Hay una antigua canción de escuela dominical que ocasionalmente recuerdo. Sus palabras dan testimonio de la paz que Jesús da con tanta generosidad: ¡Yo tengo paz, paz, paz, paz en mi corazón…!
Sin embargo, a esta bien intencionada canción le falta algo. Es cierto que la paz de Dios es un regalo que disfrutamos de corazón cuando tenemos comunión con Él y estamos en Su presencia (Juan 14:27; 16:33). Pero el Señor jamás pretendió que guardáramos toda esa paz únicamente en nuestro interior. La paz es una dádiva que debemos compartir con quienes nos rodean. Como creyentes, debería caracterizar nuestras relaciones interpersonales y el entorno de nuestras iglesias.

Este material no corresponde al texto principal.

//! Deezer search source.
//!
//! `Deezer` answers two kinds of requests: queries tagged with one of the configured
//! source names (free-text search) and Deezer track/album/playlist URLs. Once loaded
//! into a `Manager` it sits in front of the previous search provider as a `DeezerSearch`
//! and hands everything it does not recognise to that provider untouched.

pub mod api;
pub mod track;

use async_trait::async_trait;
use std::str::FromStr;
use std::sync::Arc;
use tracing::{debug, error, info, warn};

use crate::config::AdapterOptions;
use crate::error::{DeezerError, DeezerResult};
use crate::manager::search_result::SearchResult;
use crate::manager::track::{Requester, SearchQuery, UnresolvedTrack};
use crate::manager::{Manager, Plugin, SearchProvider};

use api::{CatalogEntity, DeezerApi, DeezerUrl};

/// Entity types a Deezer URL can point to.
#[derive(Debug, Clone, Copy, PartialEq, Eq)]
pub enum EntityKind {
    Track,
    Album,
    Playlist,
}

impl FromStr for EntityKind {
    type Err = DeezerError;

    fn from_str(kind: &str) -> Result<Self, Self::Err> {
        match kind {
            "track" => Ok(EntityKind::Track),
            "album" => Ok(EntityKind::Album),
            "playlist" => Ok(EntityKind::Playlist),
            other => Err(DeezerError::UnsupportedUrlType(other.to_string())),
        }
    }
}

/// The Deezer adapter: options plus an API client.
#[derive(Debug, Clone, Default)]
pub struct Deezer {
    options: AdapterOptions,
    api: DeezerApi,
}

impl Deezer {
    pub fn new(options: AdapterOptions) -> Self {
        Self::with_api(options, DeezerApi::default())
    }

    /// Uses `api` instead of the public endpoint.
    pub fn with_api(options: AdapterOptions, api: DeezerApi) -> Self {
        Self { options, api }
    }

    /// Wraps the adapter in front of `fallback`.
    pub fn into_search(self, fallback: Arc<dyn SearchProvider>) -> DeezerSearch {
        DeezerSearch {
            deezer: self,
            fallback,
        }
    }

    /// Free-text search for queries tagged with a configured source.
    ///
    /// Returns `None` when the query is not tagged for Deezer or the search found
    /// nothing, so the caller can try the next strategy.
    pub async fn tagged_search(
        &self,
        query: &SearchQuery,
        requester: Option<&Requester>,
        fallback: &dyn SearchProvider,
    ) -> Option<SearchResult> {
        let source = query.source.as_deref()?;
        if !self.options.is_query_source(source) {
            return None;
        }

        info!("Searching Deezer ({}) for: {}", source, query.query);

        match self.api.search_tracks(&query.query).await {
            Ok(tracks) if tracks.is_empty() => {
                debug!("No Deezer results for {:?}, trying other strategies", query.query);
                None
            }
            Ok(tracks) => Some(SearchResult::track_loaded(
                self.build_tracks(tracks, requester, fallback).await,
            )),
            Err(e) => {
                error!("Deezer search for {:?} failed: {}", query.query, e);
                Some(SearchResult::load_failed(e.to_string()))
            }
        }
    }

    /// Loads the entity behind a Deezer URL.
    ///
    /// Returns `None` when the query is not a Deezer URL.
    pub async fn url_search(
        &self,
        query: &SearchQuery,
        requester: Option<&Requester>,
        fallback: &dyn SearchProvider,
    ) -> Option<SearchResult> {
        let url = DeezerApi::parse_url(&query.query)?;

        let kind = match url.kind.parse::<EntityKind>() {
            Ok(kind) => kind,
            Err(e) => return Some(SearchResult::load_failed(e.to_string())),
        };

        info!("Loading Deezer {} {}", url.kind, url.id);

        let entity = match self.fetch(kind, &url).await {
            Ok(entity) => entity,
            Err(e) => {
                error!("Failed to load Deezer {} {}: {}", url.kind, url.id, e);
                return Some(SearchResult::load_failed(e.to_string()));
            }
        };

        if entity.tracks.is_empty() {
            return Some(SearchResult::no_matches());
        }

        let tracks = self.build_tracks(entity.tracks, requester, fallback).await;
        Some(match kind {
            EntityKind::Track => SearchResult::track_loaded(tracks),
            EntityKind::Album | EntityKind::Playlist => {
                SearchResult::playlist_loaded(tracks, entity.name)
            }
        })
    }

    async fn fetch(&self, kind: EntityKind, url: &DeezerUrl) -> DeezerResult<CatalogEntity> {
        match kind {
            EntityKind::Track => self.api.get_track(&url.id).await,
            EntityKind::Album => {
                self.api
                    .get_album_tracks(&url.id, self.options.album_limit)
                    .await
            }
            EntityKind::Playlist => {
                self.api
                    .get_playlist_tracks(&url.id, self.options.playlist_limit)
                    .await
            }
        }
    }

    /// Attaches the requester and, when configured, resolves each track through `fallback`.
    async fn build_tracks(
        &self,
        tracks: Vec<UnresolvedTrack>,
        requester: Option<&Requester>,
        fallback: &dyn SearchProvider,
    ) -> Vec<UnresolvedTrack> {
        let mut built = Vec::with_capacity(tracks.len());

        for track in tracks {
            let mut track = track.with_requester(requester);
            if self.options.convert_unresolved {
                if let Err(e) = track.resolve(fallback).await {
                    warn!("Could not resolve {} - {}: {}", track.author, track.title, e);
                }
            }
            built.push(track);
        }

        built
    }
}

impl Plugin for Deezer {
    /// Puts the adapter in front of the manager's current search provider.
    fn load(self, manager: &mut Manager) {
        let fallback = manager.search_provider();
        manager.set_search_provider(Arc::new(self.into_search(fallback)));
        info!("Deezer search source loaded");
    }
}

/// `Deezer` in front of the provider it falls back to.
pub struct DeezerSearch {
    deezer: Deezer,
    fallback: Arc<dyn SearchProvider>,
}

#[async_trait]
impl SearchProvider for DeezerSearch {
    async fn search(&self, query: SearchQuery, requester: Option<Requester>) -> SearchResult {
        let fallback = self.fallback.as_ref();

        if let Some(result) = self
            .deezer
            .tagged_search(&query, requester.as_ref(), fallback)
            .await
        {
            return result;
        }

        if let Some(result) = self
            .deezer
            .url_search(&query, requester.as_ref(), fallback)
            .await
        {
            return result;
        }

        fallback.search(query, requester).await
    }
}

En Su Sermón del Monte, Jesús dijo: «Bienaventurados los pacificadores…» (Mateo 5:9), lo cual indica que debemos intencionalmente incorporar la paz en todas las interacciones. Por nuestra tendencia a ser problemáticos en lugar de pacificadores, este consejo es importante. Entonces, ¿en qué consiste hacer la paz? Los pacificadores son los que ponen la otra mejilla (v. 39), los que recorren la segunda milla (v. 41) y los que aman a sus enemigos y oran por quienes los persiguen (v. 44).
¿Por qué debemos hacer esto? Porque el Señor es pacificador, y, cuando nosotros procuramos la paz, somos «llamados hijos de Dios» (v. 9). Ser pacificador es un rasgo de familia.